ALK + LBCL has not been studied extensively with IGH and TCR previously, but in studies where IGH and TCR rearrangements were performed, no TCR clonal rearrangement was identified; however, no case showed CD3 expression in these studies [8, 11]. Coexisting IGH and TCR clones in gene rearrangement studies is not previously reported, but there are limited studies looking at TCR rearrangements in ALK + LBCL. Although our case may be considered “borderline” in some laboratories due to the apparent polyclonal background, the TCR assay was read as clonal following the manufacturer’s instructions. The source of this peak may derive from the focal neoplastic cells, which express aberrant CD3 or conversely, the peak may derive background T cells reacting to the neoplastic B cells. It has also been documented that false positive TCR rearrangements can occur in B cell lymphomas and reactive processes using BIOMED-2 assays [23, 24]. Although theoretically TCR gamma and TCR beta assays together could be used to confirm the clone, both may sometimes be clonal in the same reactive process [23]. Although the source and significance of the T cell peak in our case is uncertain, the utility of BIOMED-2 assays is well documented, and this assay is standard worldwide but caution in reading the assay should be observed.

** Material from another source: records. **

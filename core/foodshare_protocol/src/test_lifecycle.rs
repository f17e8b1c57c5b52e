use chrono::{Duration, Utc};

use crate::engine::{is_legal_transition, transition, TransitionRequest};
use crate::errors::Error;
use crate::invariants::{assert_all_donation_invariants, assert_immutable_fields};
use crate::types::{Caller, Donation, DonationDraft, DonationStatus, FoodType, Role, Volunteer};

fn restaurant() -> Caller {
    Caller {
        id: "rest_1".into(),
        name: "Local Harvest".into(),
        role: Role::Restaurant,
    }
}

fn volunteer_caller(id: &str) -> Caller {
    Caller {
        id: id.into(),
        name: format!("Volunteer {id}"),
        role: Role::Volunteer,
    }
}

fn volunteer(id: &str) -> Volunteer {
    Volunteer {
        id: id.into(),
        name: format!("Volunteer {id}"),
    }
}

fn draft() -> DonationDraft {
    DonationDraft {
        restaurant_address: "123 Main St, Springfield, IL".into(),
        food_name: "Pasta Primavera".into(),
        food_type: FoodType::Prepared,
        quantity: "5 kg".into(),
        servings: 5,
        description: "Leftover food from today's service.".into(),
        expiration_time: Utc::now() + Duration::hours(24),
        dietary_info: vec!["vegetarian".into()],
        contains_allergens: vec!["wheat".into()],
        pickup_instructions: Some("Please use the back entrance.".into()),
        image: None,
    }
}

fn new_donation() -> Donation {
    let d = draft();
    d.validate(Utc::now()).expect("draft must be valid");
    d.into_donation("donation_1".into(), &restaurant(), Utc::now())
}

/// Place a donation into an arbitrary lifecycle position by walking the
/// legal transitions with the right actors.
fn donation_in(status: DonationStatus) -> Donation {
    let d = new_donation();
    let vol = volunteer_caller("vol_1");
    let now = Utc::now();
    match status {
        DonationStatus::Available => d,
        DonationStatus::Claimed => {
            transition(&d, &TransitionRequest::Claim(volunteer("vol_1")), &vol, now).unwrap()
        }
        DonationStatus::PickedUp => {
            let claimed =
                transition(&d, &TransitionRequest::Claim(volunteer("vol_1")), &vol, now).unwrap();
            transition(&claimed, &TransitionRequest::Pickup, &vol, now).unwrap()
        }
        DonationStatus::Delivered => {
            let claimed =
                transition(&d, &TransitionRequest::Claim(volunteer("vol_1")), &vol, now).unwrap();
            let picked = transition(&claimed, &TransitionRequest::Pickup, &vol, now).unwrap();
            transition(&picked, &TransitionRequest::Deliver, &vol, now).unwrap()
        }
        DonationStatus::Cancelled => {
            transition(&d, &TransitionRequest::Cancel, &restaurant(), now).unwrap()
        }
    }
}

// ─────────────────────────────────────────────────────────
// Scenario walkthroughs
// ─────────────────────────────────────────────────────────

#[test]
fn test_created_donation_is_available_with_no_volunteer() {
    let donation = new_donation();
    assert_eq!(donation.status, DonationStatus::Available);
    assert_eq!(donation.volunteer, None);
    assert_eq!(donation.servings, 5);
    assert_eq!(donation.pickup_time, None);
    assert_eq!(donation.delivery_time, None);
    assert_all_donation_invariants(&donation);
}

#[test]
fn test_claim_binds_volunteer() {
    let donation = new_donation();
    let claimed = transition(
        &donation,
        &TransitionRequest::Claim(volunteer("vol_1")),
        &volunteer_caller("vol_1"),
        Utc::now(),
    )
    .unwrap();

    assert_eq!(claimed.status, DonationStatus::Claimed);
    assert_eq!(claimed.volunteer, Some(volunteer("vol_1")));
    assert_eq!(claimed.pickup_time, None);
    assert_all_donation_invariants(&claimed);
    assert_immutable_fields(&donation, &claimed);
}

#[test]
fn test_pickup_stamps_pickup_time() {
    let claimed = donation_in(DonationStatus::Claimed);
    let picked = transition(
        &claimed,
        &TransitionRequest::Pickup,
        &volunteer_caller("vol_1"),
        Utc::now(),
    )
    .unwrap();

    assert_eq!(picked.status, DonationStatus::PickedUp);
    assert!(picked.pickup_time.is_some());
    assert_eq!(picked.delivery_time, None);
    assert_all_donation_invariants(&picked);
    assert_immutable_fields(&claimed, &picked);
}

#[test]
fn test_deliver_stamps_delivery_time() {
    let picked = donation_in(DonationStatus::PickedUp);
    let delivered = transition(
        &picked,
        &TransitionRequest::Deliver,
        &volunteer_caller("vol_1"),
        Utc::now(),
    )
    .unwrap();

    assert_eq!(delivered.status, DonationStatus::Delivered);
    assert!(delivered.delivery_time.is_some());
    assert!(delivered.created_at <= delivered.pickup_time.unwrap());
    assert!(delivered.pickup_time.unwrap() <= delivered.delivery_time.unwrap());
    assert_all_donation_invariants(&delivered);
    assert_immutable_fields(&picked, &delivered);
}

#[test]
fn test_cancel_keeps_volunteer_unset() {
    let donation = new_donation();
    let cancelled =
        transition(&donation, &TransitionRequest::Cancel, &restaurant(), Utc::now()).unwrap();

    assert_eq!(cancelled.status, DonationStatus::Cancelled);
    assert_eq!(cancelled.volunteer, None);
    assert_eq!(cancelled.pickup_time, None);
    assert_all_donation_invariants(&cancelled);
}

#[test]
fn test_cancel_after_delivery_is_invalid() {
    let delivered = donation_in(DonationStatus::Delivered);
    let err = transition(
        &delivered,
        &TransitionRequest::Cancel,
        &restaurant(),
        Utc::now(),
    )
    .unwrap_err();

    assert_eq!(
        err,
        Error::InvalidTransition {
            from: DonationStatus::Delivered,
            to: DonationStatus::Cancelled,
        }
    );
}

// ─────────────────────────────────────────────────────────
// State-machine closure
// ─────────────────────────────────────────────────────────

const ALL_STATUSES: [DonationStatus; 5] = [
    DonationStatus::Available,
    DonationStatus::Claimed,
    DonationStatus::PickedUp,
    DonationStatus::Delivered,
    DonationStatus::Cancelled,
];

/// Every `(status, request)` pair outside the explicit transition table must
/// fail with `InvalidTransition`, even for the best-positioned caller.
#[test]
fn test_transition_table_is_closed() {
    for from in ALL_STATUSES {
        let donation = donation_in(from);
        let requests = [
            TransitionRequest::Claim(volunteer("vol_1")),
            TransitionRequest::Pickup,
            TransitionRequest::Deliver,
            TransitionRequest::Cancel,
        ];
        for request in requests {
            let to = request.target();
            if is_legal_transition(from, to) {
                continue;
            }
            // Pick whichever caller would be entitled if the edge existed.
            let caller = match request {
                TransitionRequest::Cancel => restaurant(),
                _ => volunteer_caller("vol_1"),
            };
            let err = transition(&donation, &request, &caller, Utc::now()).unwrap_err();
            assert_eq!(
                err,
                Error::InvalidTransition { from, to },
                "expected closure for {from} -> {to}"
            );
        }
    }
}

#[test]
fn test_terminal_states_never_change() {
    for status in [DonationStatus::Delivered, DonationStatus::Cancelled] {
        assert!(status.is_terminal());
        let donation = donation_in(status);
        for to in ALL_STATUSES {
            assert!(
                !is_legal_transition(status, to),
                "terminal {status} must have no edge to {to}"
            );
        }
        // The record itself is untouched by a rejected attempt.
        let before = donation.clone();
        let _ = transition(
            &donation,
            &TransitionRequest::Pickup,
            &volunteer_caller("vol_1"),
            Utc::now(),
        );
        assert_eq!(donation, before);
    }
}

#[test]
fn test_no_request_can_reenter_available() {
    // Available is only ever the creation status; no command targets it.
    let requests = [
        TransitionRequest::Claim(volunteer("vol_1")),
        TransitionRequest::Pickup,
        TransitionRequest::Deliver,
        TransitionRequest::Cancel,
    ];
    for request in requests {
        assert_ne!(request.target(), DonationStatus::Available);
    }
}

#[test]
fn test_skipping_a_state_is_invalid() {
    let donation = new_donation();
    let err = transition(
        &donation,
        &TransitionRequest::Pickup,
        &volunteer_caller("vol_1"),
        Utc::now(),
    )
    .unwrap_err();
    assert_eq!(
        err,
        Error::InvalidTransition {
            from: DonationStatus::Available,
            to: DonationStatus::PickedUp,
        }
    );
}

#[test]
fn test_invariants_hold_across_the_full_lifecycle() {
    for status in ALL_STATUSES {
        assert_all_donation_invariants(&donation_in(status));
    }
}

In conclusion, we present a case of ALK + LBCL with aberrant expression of CD3 and gene rearrangement of both IGH and TCR. A panel of immunohistochemistry markers including multiple T cell, B cell, and plasmacytic markers was necessary to characterize the lymphoma, which is recommended when lineage-specific antigen expression is ambiguous. Because aberrant expression of CD3 is rare in ALK + LBCL, we performed IGH and TCR to help delineate lineage of this ALK + LBCL, testing which may be helpful particularly if aberrant T cell markers are expressed. However, as this case illustrates, gene rearrangement studies should be interpreted with caution and considered within the clinical and pathologic context. The clinical behavior of our case of ALK + LBCL is uncertain due to the rarity of aberrant CD3 in this entity and the lack of clinical follow-up information. The clinical behavior may not differ from conventional cases of ALK + LBCL; however, further study is necessary.